On Sat, Aug 16, 2008 at 09:38:30PM +1000, Peter Dolding wrote:
> 
> UDF undelete and unhide options and ISO showassoc  makes more files
> appear on those formats.  UDF and ISO hidden files are one of the
> nasties.  AV scans the disk calls it clean.  Remount it with the other
> options enabled nice little bit of magic hidden infected files could
> turn up.   Black holed.
> 
> What is the worst bit about this knowing the luck of this world.
> Some people will mount the disks/partitions with the option that
> displays the virus with a OS without a anti-virus because another
> computer said the disk was clean.

You have this problem anyway, given that AV database updates are
coming every few hours; so if you scan the disk at noon, and an AV
update comes at 1pm it may be that there were malware that wasn't
detected by the noon DB, but will be detected by the 1pm DB.

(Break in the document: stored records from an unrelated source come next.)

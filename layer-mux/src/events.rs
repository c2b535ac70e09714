//! Lifecycle signals, delivered over a broadcast channel.

use crate::dc::{DcId, ShiftedDcId};
use crate::request::RequestId;

/// Something the application may want to react to.
///
/// Subscribe with [`crate::Instance::subscribe`]. Slow receivers may lag and
/// miss events; nothing in the multiplexer depends on delivery.
#[derive(Clone, Debug, PartialEq, Eq)]
#[non_exhaustive]
pub enum Event {
    /// A server config was applied.
    ConfigLoaded,
    /// CDN public keys were refreshed.
    CdnConfigLoaded,
    /// One key-destruction slot finished.
    KeyDestroyed(ShiftedDcId),
    /// Every key handed to a destroyer-mode instance is gone.
    AllKeysDestroyed,
    /// Keys or the main DC changed; persisted state was rewritten.
    WriteKeys,
    MainDcChanged(DcId),
    /// A request hit `FLOOD_PREMIUM_WAIT_n` and was delayed.
    NonPremiumDelayed(RequestId),
    /// The server refused a method because the account is frozen.
    FrozenErrorReceived,
    /// A session reconnected after its connection timed out.
    RestartedByTimeout(ShiftedDcId),
}
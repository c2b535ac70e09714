//! Fetching `help.getConfig` and `help.getCdnConfig`.
//!
//! The config is asked from the main DC first. If that fails, or takes more
//! than [`ENUMERATE_TIMEOUT`], each known DC is tried in turn over a
//! dedicated config session until one answers.

use std::collections::BTreeSet;
use std::time::Duration;

use tokio::time::Instant;
use tracing::{debug, info, warn};

use crate::config::Mode;
use crate::dc::{DcId, ShiftedDcId, config_dc_id};
use crate::errors::RpcError;
use crate::events::Event;
use crate::instance::Inner;
use crate::request::{RequestId, Response};
use crate::schema::{CdnConfig, GetCdnConfig, GetConfig, ServerConfig};

const ENUMERATE_TIMEOUT: Duration = Duration::from_secs(8);
const CONFIG_BECOMES_OLD_IN: Duration = Duration::from_secs(2 * 60);
const BLOCKED_CONFIG_BECOMES_OLD_IN: Duration = Duration::from_secs(8);
const MAX_EXPIRY_CHECK_WAIT: Duration = Duration::from_secs(60 * 60);

#[derive(Default)]
pub(crate) struct ConfigState {
    loader:            Option<ConfigLoader>,
    last_loaded:       Option<Instant>,
    expires_at:        Option<Instant>,
    /// Bumped on every load so stale expiry timers give up.
    expiry_generation: u64,
    cdn_loading:       bool,
}

#[derive(Default)]
struct ConfigLoader {
    main_request: RequestId,
    enumeration:  Option<(ShiftedDcId, RequestId)>,
    tried:        BTreeSet<DcId>,
}

impl Inner {
    pub(crate) fn request_config(&self) {
        if self.mode == Mode::KeysDestroyer {
            return;
        }
        {
            let mut state = self.config.lock();
            if state.loader.is_some() {
                return;
            }
            state.loader = Some(ConfigLoader::default());
        }
        debug!("[mux/config] requesting config from main dc");
        let id = self.send_get_config(0);
        if let Some(loader) = self.config.lock().loader.as_mut() {
            loader.main_request = id;
        }
        self.home.post_after(ENUMERATE_TIMEOUT, |inner| inner.enumerate_config_dc());
    }

    fn send_get_config(&self, to_dc: ShiftedDcId) -> RequestId {
        let on_done = self.me.clone();
        let on_fail = self.me.clone();
        self.call(
            &GetConfig,
            to_dc,
            move |config, response| {
                if let Some(inner) = on_done.upgrade() {
                    inner.config_load_done(config, response);
                }
            },
            move |error, _| {
                if let Some(inner) = on_fail.upgrade() {
                    inner.config_load_failed(to_dc, error);
                }
            },
        )
    }

    /// Try the next DC over its config session, giving up on the previous one.
    fn enumerate_config_dc(&self) {
        let candidates = self.dc_options.read().config_enum_dc_ids();
        let (next, previous) = {
            let mut state = self.config.lock();
            let Some(loader) = state.loader.as_mut() else { return };
            let mut next = candidates.iter().copied().find(|dc| !loader.tried.contains(dc));
            if next.is_none() {
                loader.tried.clear();
                next = candidates.first().copied();
            }
            let Some(next) = next else {
                warn!("[mux/config] no dc options to enumerate");
                return;
            };
            loader.tried.insert(next);
            (next, loader.enumeration.take())
        };

        if let Some((shifted, request_id)) = previous {
            self.cancel(request_id);
            self.kill_session(shifted);
        }

        let shifted = config_dc_id(next);
        info!("[mux/config] asking dc {next} for config");
        let request_id = self.send_get_config(shifted);
        if let Some(loader) = self.config.lock().loader.as_mut() {
            loader.enumeration = Some((shifted, request_id));
        }
        self.home.post_after(ENUMERATE_TIMEOUT, |inner| inner.enumerate_config_dc());
    }

    fn config_load_done(&self, config: ServerConfig, response: &Response) {
        let now = Instant::now();
        let expires_in = i64::from(config.expires) - chrono::Utc::now().timestamp();
        let (loader, generation) = {
            let mut state = self.config.lock();
            state.last_loaded = Some(now);
            state.expires_at = Some(now + Duration::from_secs(expires_in.max(0) as u64));
            state.expiry_generation += 1;
            (state.loader.take(), state.expiry_generation)
        };
        if let Some(loader) = loader {
            if loader.main_request != response.request_id {
                self.cancel(loader.main_request);
            }
            if let Some((shifted, request_id)) = loader.enumeration {
                if request_id != response.request_id {
                    self.cancel(request_id);
                }
                self.kill_session(shifted);
            }
        }

        let changed = self.dc_options.write().apply(&config.dc_options);
        self.values.write().apply(&config);

        let language = &self.ctx.language;
        language.set_suggested_language(config.suggested_lang_code.as_deref().unwrap_or(""));
        language.set_current_versions(
            config.lang_pack_version.unwrap_or(0),
            config.base_lang_pack_version.unwrap_or(0),
        );

        info!(
            "[mux/config] loaded: {} dc options ({} dcs changed), expires in {expires_in}s",
            config.dc_options.len(),
            changed.len(),
        );
        self.emit(Event::ConfigLoaded);
        self.request_persist();
        self.request_config_if_expired(generation);
    }

    fn config_load_failed(&self, to_dc: ShiftedDcId, error: &RpcError) {
        warn!("[mux/config] config request to {to_dc} failed: {error}");
        self.enumerate_config_dc();
    }

    /// Re-fetch once the loaded config expires, checking at least hourly.
    fn request_config_if_expired(&self, generation: u64) {
        let remaining = {
            let state = self.config.lock();
            if state.expiry_generation != generation {
                return;
            }
            state.expires_at.map(|at| at.saturating_duration_since(Instant::now()))
        };
        match remaining {
            Some(left) if !left.is_zero() => {
                self.home.post_after(left.min(MAX_EXPIRY_CHECK_WAIT), move |inner| {
                    inner.request_config_if_expired(generation)
                });
            }
            _ => self.request_config(),
        }
    }

    pub(crate) fn request_config_if_old(&self) {
        let timeout = if self.values.read().blocked_mode {
            BLOCKED_CONFIG_BECOMES_OLD_IN
        } else {
            CONFIG_BECOMES_OLD_IN
        };
        let old = self.config.lock().last_loaded.is_none_or(|at| at.elapsed() >= timeout);
        if old {
            self.request_config();
        }
    }

    pub(crate) fn request_cdn_config(&self) {
        if self.main_dc_id().is_none() {
            return;
        }
        {
            let mut state = self.config.lock();
            if state.cdn_loading {
                return;
            }
            state.cdn_loading = true;
        }
        let on_done = self.me.clone();
        let on_fail = self.me.clone();
        self.call(
            &GetCdnConfig,
            0,
            move |config, _| {
                if let Some(inner) = on_done.upgrade() {
                    inner.cdn_config_loaded(config);
                }
            },
            move |error, _| {
                if let Some(inner) = on_fail.upgrade() {
                    warn!("[mux/config] cdn config request failed: {error}");
                    inner.config.lock().cdn_loading = false;
                }
            },
        );
    }

    fn cdn_config_loaded(&self, config: CdnConfig) {
        self.config.lock().cdn_loading = false;
        debug!("[mux/config] {} cdn public keys", config.public_keys.len());
        self.dc_options.write().set_cdn_config(&config);
        self.emit(Event::CdnConfigLoaded);
        self.request_persist();
    }
}
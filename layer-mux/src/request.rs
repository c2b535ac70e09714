//! Requests as the multiplexer sees them: opaque payloads plus bookkeeping.

use std::fmt;
use std::sync::Arc;
use std::sync::atomic::{AtomicBool, AtomicI32, AtomicU64, Ordering};
use std::time::Duration;

use parking_lot::Mutex;

use crate::dc::ShiftedDcId;
use crate::errors::RpcError;
use crate::tl;

/// Caller-visible request handle. Always positive for real requests.
pub type RequestId = i32;

// ─── RequestIdAllocator ──────────────────────────────────────────────────────

/// Hands out unique, increasing request ids.
///
/// Ids wrap back to `1` before reaching half the `i32` range so they stay
/// positive and never collide with ids still in the registry in practice.
pub(crate) struct RequestIdAllocator {
    last: AtomicI32,
}

impl RequestIdAllocator {
    const WRAP_AT: i32 = i32::MAX / 2;

    pub(crate) fn new() -> Self {
        Self { last: AtomicI32::new(0) }
    }

    pub(crate) fn next(&self) -> RequestId {
        let prev = self
            .last
            .fetch_update(Ordering::AcqRel, Ordering::Acquire, |v| {
                Some(if v >= Self::WRAP_AT { 1 } else { v + 1 })
            })
            .unwrap_or(0);
        if prev >= Self::WRAP_AT { 1 } else { prev + 1 }
    }
}

// ─── SerializedRequest ───────────────────────────────────────────────────────

struct RequestData {
    request_id:   RequestId,
    payload:      Vec<u8>,
    msg_id:       AtomicU64,
    needs_layer:  AtomicBool,
    parse_failed: AtomicBool,
    after:        Mutex<Option<SerializedRequest>>,
}

/// A prepared request, shared between the registry and the session that is
/// currently carrying it.
///
/// The payload is immutable; the wire-level bits a session or the recovery
/// logic may touch (`msg_id`, the init-preamble flag, the dependency) are
/// individually synchronised.
#[derive(Clone)]
pub struct SerializedRequest(Arc<RequestData>);

impl SerializedRequest {
    pub fn new(request_id: RequestId, payload: Vec<u8>) -> Self {
        Self(Arc::new(RequestData {
            request_id,
            payload,
            msg_id:       AtomicU64::new(0),
            needs_layer:  AtomicBool::new(false),
            parse_failed: AtomicBool::new(false),
            after:        Mutex::new(None),
        }))
    }

    pub fn request_id(&self) -> RequestId { self.0.request_id }

    /// The opaque, already-encoded method call.
    pub fn payload(&self) -> &[u8] { &self.0.payload }

    /// Message id of the last transmission, `0` if never sent.
    pub fn msg_id(&self) -> u64 { self.0.msg_id.load(Ordering::Acquire) }

    /// Called by sessions when they assign a message id.
    pub fn set_msg_id(&self, msg_id: u64) { self.0.msg_id.store(msg_id, Ordering::Release) }

    /// Whether the next transmission must be wrapped in the connection init
    /// preamble.
    pub fn needs_layer(&self) -> bool { self.0.needs_layer.load(Ordering::Acquire) }

    pub fn set_needs_layer(&self, value: bool) { self.0.needs_layer.store(value, Ordering::Release) }

    /// The request this one must be delivered after, if any.
    pub fn after(&self) -> Option<SerializedRequest> { self.0.after.lock().clone() }

    pub(crate) fn set_after(&self, after: Option<SerializedRequest>) {
        *self.0.after.lock() = after;
    }

    /// Marks that the reply failed to decode. Returns `true` only the first
    /// time, so a response-parse failure is classified once per request.
    pub(crate) fn mark_parse_failed(&self) -> bool {
        !self.0.parse_failed.swap(true, Ordering::AcqRel)
    }

    pub fn ptr_eq(&self, other: &Self) -> bool { Arc::ptr_eq(&self.0, &other.0) }
}

impl fmt::Debug for SerializedRequest {
    fn fmt(&self, f: &mut fmt::Formatter<'_>) -> fmt::Result {
        f.debug_struct("SerializedRequest")
            .field("request_id", &self.request_id())
            .field("len", &self.0.payload.len())
            .field("msg_id", &self.msg_id())
            .field("needs_layer", &self.needs_layer())
            .field("after", &self.0.after.lock().as_ref().map(|a| a.request_id()))
            .finish()
    }
}

// ─── Response ────────────────────────────────────────────────────────────────

/// A reply (or pushed update) handed back by a session.
#[derive(Clone, Debug, Default, PartialEq)]
pub struct Response {
    pub request_id:   RequestId,
    pub outer_msg_id: u64,
    /// Unwrapped `rpc_result` body; may still be `gzip_packed`.
    pub reply:        Vec<u8>,
}

impl Response {
    pub fn new(request_id: RequestId, reply: Vec<u8>) -> Self {
        Self { request_id, outer_msg_id: 0, reply }
    }
}

// ─── ResponseHandler ─────────────────────────────────────────────────────────

/// Decodes and consumes a successful reply. An `Err` turns into a local
/// `RESPONSE_PARSE_FAILED` error.
pub type DoneHandler = Box<dyn FnMut(&Response) -> Result<(), tl::Error> + Send>;

/// Receives the error a request finally failed with.
pub type FailHandler = Box<dyn FnMut(&RpcError, &Response) + Send>;

/// Sees retryable errors (transport failures, flood waits) before the
/// multiplexer retries them. Returning `true` claims the error: the request
/// is dropped without a retry and without calling the fail handler.
pub type InterceptHandler = Box<dyn FnMut(&RpcError, &Response) -> bool + Send>;

/// Callbacks attached to one request.
#[derive(Default)]
pub struct ResponseHandler {
    pub done:      Option<DoneHandler>,
    pub fail:      Option<FailHandler>,
    pub intercept: Option<InterceptHandler>,
}

impl ResponseHandler {
    pub fn is_empty(&self) -> bool {
        self.done.is_none() && self.fail.is_none() && self.intercept.is_none()
    }
}

impl fmt::Debug for ResponseHandler {
    fn fmt(&self, f: &mut fmt::Formatter<'_>) -> fmt::Result {
        f.debug_struct("ResponseHandler")
            .field("done", &self.done.is_some())
            .field("fail", &self.fail.is_some())
            .field("intercept", &self.intercept.is_some())
            .finish()
    }
}

// ─── SendOptions ─────────────────────────────────────────────────────────────

/// Routing knobs for one send.
#[derive(Clone, Copy, Debug, Default, PartialEq, Eq)]
pub struct SendOptions {
    /// Target channel. `0` follows the main DC; a shifted id with a bare part
    /// of `0` means that shift on the main DC.
    pub to_dc:       ShiftedDcId,
    /// How long the session may hold the request to batch it with others.
    pub can_wait:    Duration,
    /// Deliver only after this request has been answered.
    pub after:       Option<RequestId>,
    /// Wrap the first transmission in the connection init preamble.
    pub needs_layer: bool,
}

#[cfg(test)]
mod tests {
    use super::*;

    #[test]
    fn ids_increase_and_wrap() {
        let ids = RequestIdAllocator::new();
        assert_eq!(ids.next(), 1);
        assert_eq!(ids.next(), 2);
        ids.last.store(RequestIdAllocator::WRAP_AT, Ordering::Release);
        assert_eq!(ids.next(), 1);
        assert_eq!(ids.next(), 2);
    }

    #[test]
    fn parse_failure_flag_fires_once() {
        let req = SerializedRequest::new(7, vec![1, 2, 3, 4]);
        assert!(req.mark_parse_failed());
        assert!(!req.clone().mark_parse_failed());
    }

    #[test]
    fn dependency_is_shared_across_clones() {
        let first = SerializedRequest::new(1, vec![]);
        let second = SerializedRequest::new(2, vec![]);
        let alias = second.clone();
        second.set_after(Some(first.clone()));
        assert!(alias.after().is_some_and(|a| a.ptr_eq(&first)));
        alias.set_after(None);
        assert!(second.after().is_none());
    }
}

And for non read-only filesystems (i.e., anything other than UDF and
ISO), anytime the filesystem is unmounted, the OS is going to have to
assume that it might have been modified by some other system before it
was remounted, so realistically you have to rescan after remounting
anyway, regardless of whether different mount options were in use.

So I draw a very different set of conclusions than yours given your
obervations of all of the ways that an AV scanner might miss certain
viruses, due to things like alternate streams that might not be
visible at the time, snapshotting filesystems where the AV scanner
might not know how to access past snapshots, and hence miss malware. 

I don't believe that this means we have to cram all possible
filesystem semantics into the core VFS just for the benefit of AV
scanners.  I believe this shows the ultimate fallacy that AV scanners
can be foolproof.  It will catch some stuff, but it will never be
foolproof.  The real right answer to malware are things like not
encouraging users to run with the equivalent of Windows Administrator
privileges all the time (or training them to say, "Yeah, Yeah" every
time the Annoying Vista UAC dialog box comes up and clicking "ok"),
and using mail user agents that don't auto-run contents as soon as you
open a mail message in the name of "the user wants functionality, and
we're going to let them have it" attitude of Microsoft.